*Your instructions*: When a line in the data below includes "anyhow", count it; then give only the total.

++++ Task inputs

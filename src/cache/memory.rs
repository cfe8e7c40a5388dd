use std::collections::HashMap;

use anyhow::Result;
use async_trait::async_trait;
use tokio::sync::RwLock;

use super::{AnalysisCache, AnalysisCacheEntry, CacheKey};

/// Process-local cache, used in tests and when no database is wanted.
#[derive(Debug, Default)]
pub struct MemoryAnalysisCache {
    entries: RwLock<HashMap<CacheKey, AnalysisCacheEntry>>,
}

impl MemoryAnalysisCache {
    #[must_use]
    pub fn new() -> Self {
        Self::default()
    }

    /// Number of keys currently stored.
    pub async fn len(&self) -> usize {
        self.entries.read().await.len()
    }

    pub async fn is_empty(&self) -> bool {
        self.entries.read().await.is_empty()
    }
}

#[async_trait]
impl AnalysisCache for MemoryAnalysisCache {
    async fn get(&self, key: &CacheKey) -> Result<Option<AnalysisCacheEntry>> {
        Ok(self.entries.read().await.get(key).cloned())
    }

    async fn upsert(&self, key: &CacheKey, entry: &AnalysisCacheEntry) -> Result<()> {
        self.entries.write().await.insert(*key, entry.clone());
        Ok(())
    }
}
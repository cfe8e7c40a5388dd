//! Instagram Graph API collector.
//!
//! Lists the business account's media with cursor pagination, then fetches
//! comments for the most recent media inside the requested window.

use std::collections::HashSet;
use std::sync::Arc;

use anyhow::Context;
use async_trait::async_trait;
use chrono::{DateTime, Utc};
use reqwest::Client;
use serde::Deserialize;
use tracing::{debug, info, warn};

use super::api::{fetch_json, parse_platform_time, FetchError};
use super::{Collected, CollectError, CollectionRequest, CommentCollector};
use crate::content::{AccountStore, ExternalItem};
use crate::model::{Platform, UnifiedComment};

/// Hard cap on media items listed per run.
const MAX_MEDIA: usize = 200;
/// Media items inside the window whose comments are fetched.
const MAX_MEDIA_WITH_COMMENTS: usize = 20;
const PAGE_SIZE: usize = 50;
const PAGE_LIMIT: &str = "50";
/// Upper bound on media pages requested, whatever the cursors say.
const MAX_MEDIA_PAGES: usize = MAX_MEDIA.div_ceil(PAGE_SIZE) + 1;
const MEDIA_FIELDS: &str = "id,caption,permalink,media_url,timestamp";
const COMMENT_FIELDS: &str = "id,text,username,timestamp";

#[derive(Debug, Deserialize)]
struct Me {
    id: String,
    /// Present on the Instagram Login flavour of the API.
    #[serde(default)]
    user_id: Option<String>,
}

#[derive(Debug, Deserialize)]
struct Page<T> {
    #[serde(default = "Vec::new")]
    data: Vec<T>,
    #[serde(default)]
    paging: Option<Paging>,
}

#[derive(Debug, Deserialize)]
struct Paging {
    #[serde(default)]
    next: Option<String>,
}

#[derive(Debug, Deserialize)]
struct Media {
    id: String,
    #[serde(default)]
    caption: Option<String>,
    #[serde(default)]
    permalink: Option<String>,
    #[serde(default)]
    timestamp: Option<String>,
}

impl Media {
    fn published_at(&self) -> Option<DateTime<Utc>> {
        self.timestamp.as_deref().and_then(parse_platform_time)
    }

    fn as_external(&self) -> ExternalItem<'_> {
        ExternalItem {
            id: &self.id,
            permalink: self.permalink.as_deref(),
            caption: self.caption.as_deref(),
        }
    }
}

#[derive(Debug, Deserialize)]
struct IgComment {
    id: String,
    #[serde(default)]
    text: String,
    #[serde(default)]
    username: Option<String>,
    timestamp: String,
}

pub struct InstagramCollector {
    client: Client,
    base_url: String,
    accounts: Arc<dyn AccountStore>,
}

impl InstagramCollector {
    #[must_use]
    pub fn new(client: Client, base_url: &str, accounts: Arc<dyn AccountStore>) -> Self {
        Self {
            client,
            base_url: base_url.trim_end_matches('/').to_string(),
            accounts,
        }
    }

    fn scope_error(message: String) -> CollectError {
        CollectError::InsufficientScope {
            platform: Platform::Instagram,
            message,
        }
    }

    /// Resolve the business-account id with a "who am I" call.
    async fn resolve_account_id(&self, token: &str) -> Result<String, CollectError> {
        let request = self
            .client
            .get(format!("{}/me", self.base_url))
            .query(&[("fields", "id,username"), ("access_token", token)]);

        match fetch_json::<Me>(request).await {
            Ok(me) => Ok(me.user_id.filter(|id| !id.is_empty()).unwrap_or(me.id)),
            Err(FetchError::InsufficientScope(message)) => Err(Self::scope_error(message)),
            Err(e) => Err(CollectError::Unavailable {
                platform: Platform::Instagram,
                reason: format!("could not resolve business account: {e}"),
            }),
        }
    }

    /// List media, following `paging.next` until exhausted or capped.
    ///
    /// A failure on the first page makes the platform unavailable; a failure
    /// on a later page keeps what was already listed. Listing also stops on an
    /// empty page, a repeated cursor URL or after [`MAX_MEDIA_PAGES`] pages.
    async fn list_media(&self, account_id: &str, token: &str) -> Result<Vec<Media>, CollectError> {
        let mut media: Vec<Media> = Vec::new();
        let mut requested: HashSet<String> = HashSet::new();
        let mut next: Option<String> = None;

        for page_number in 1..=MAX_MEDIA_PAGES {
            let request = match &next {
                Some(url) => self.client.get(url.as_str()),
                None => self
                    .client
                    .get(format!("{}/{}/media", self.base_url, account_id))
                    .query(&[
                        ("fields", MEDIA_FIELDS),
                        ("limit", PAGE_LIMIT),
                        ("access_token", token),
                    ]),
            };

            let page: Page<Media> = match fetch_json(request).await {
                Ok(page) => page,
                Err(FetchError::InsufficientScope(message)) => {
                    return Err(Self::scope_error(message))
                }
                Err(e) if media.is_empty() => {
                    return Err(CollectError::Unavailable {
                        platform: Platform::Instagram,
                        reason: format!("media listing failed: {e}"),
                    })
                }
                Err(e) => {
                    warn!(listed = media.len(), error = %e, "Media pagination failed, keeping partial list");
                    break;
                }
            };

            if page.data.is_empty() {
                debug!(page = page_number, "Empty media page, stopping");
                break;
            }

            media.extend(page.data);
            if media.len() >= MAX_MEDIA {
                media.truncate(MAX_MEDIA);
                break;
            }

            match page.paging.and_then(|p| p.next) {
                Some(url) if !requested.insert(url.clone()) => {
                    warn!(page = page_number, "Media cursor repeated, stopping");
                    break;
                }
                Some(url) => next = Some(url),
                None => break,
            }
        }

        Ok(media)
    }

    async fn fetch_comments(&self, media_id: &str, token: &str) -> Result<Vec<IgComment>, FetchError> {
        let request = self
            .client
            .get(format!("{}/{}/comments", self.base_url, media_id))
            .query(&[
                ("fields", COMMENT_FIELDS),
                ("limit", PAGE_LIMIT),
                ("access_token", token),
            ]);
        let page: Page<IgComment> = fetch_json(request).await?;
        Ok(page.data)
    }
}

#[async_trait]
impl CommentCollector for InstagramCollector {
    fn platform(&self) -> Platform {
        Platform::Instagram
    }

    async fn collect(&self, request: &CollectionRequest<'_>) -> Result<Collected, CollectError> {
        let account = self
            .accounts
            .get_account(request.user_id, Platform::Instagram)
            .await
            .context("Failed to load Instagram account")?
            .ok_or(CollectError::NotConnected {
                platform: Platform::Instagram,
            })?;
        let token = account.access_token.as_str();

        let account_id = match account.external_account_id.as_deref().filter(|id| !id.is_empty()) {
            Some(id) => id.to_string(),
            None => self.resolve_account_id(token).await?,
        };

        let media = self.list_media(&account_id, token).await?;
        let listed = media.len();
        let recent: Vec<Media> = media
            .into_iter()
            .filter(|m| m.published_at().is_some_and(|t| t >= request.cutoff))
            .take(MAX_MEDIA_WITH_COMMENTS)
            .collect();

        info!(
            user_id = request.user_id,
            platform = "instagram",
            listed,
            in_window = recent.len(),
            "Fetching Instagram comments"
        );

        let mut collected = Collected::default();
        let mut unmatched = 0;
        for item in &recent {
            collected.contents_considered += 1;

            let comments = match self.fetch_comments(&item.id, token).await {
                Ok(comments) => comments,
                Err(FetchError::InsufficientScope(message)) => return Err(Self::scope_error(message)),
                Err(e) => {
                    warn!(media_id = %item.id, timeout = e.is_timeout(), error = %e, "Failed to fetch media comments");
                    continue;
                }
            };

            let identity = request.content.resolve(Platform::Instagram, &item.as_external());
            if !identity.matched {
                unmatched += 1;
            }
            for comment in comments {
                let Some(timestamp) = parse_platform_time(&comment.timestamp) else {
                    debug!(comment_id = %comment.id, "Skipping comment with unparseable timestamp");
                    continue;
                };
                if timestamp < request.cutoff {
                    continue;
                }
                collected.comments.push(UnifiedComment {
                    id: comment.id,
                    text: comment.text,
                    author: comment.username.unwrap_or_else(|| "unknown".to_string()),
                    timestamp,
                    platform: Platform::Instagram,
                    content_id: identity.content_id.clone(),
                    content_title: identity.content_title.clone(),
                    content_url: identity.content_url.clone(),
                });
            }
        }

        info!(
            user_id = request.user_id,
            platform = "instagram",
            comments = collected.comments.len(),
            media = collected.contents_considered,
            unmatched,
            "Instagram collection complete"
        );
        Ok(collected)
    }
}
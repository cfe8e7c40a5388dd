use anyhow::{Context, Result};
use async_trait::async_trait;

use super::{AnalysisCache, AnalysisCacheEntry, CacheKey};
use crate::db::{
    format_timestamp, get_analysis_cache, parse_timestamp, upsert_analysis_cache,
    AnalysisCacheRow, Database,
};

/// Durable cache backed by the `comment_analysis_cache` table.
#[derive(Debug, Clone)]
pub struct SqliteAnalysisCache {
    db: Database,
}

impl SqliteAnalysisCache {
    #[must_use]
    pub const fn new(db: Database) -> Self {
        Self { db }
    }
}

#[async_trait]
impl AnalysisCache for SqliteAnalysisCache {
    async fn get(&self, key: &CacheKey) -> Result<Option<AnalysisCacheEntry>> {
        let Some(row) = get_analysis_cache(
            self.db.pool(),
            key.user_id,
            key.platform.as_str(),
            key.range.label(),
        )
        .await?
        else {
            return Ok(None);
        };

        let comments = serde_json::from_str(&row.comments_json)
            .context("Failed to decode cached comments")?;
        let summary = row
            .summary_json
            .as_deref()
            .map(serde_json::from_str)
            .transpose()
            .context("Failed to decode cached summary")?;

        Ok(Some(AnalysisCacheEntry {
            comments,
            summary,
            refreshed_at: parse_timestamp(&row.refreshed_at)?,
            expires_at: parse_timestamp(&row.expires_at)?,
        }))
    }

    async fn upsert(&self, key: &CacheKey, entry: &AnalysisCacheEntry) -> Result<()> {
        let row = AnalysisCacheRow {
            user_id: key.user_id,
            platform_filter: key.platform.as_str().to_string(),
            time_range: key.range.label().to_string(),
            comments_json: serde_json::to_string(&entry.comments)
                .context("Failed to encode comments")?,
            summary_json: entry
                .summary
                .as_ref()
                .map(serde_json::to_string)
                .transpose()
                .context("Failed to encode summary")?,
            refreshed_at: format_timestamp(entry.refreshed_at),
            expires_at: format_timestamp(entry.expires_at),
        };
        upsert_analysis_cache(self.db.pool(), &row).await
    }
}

++++++++

*Expected answer*: 3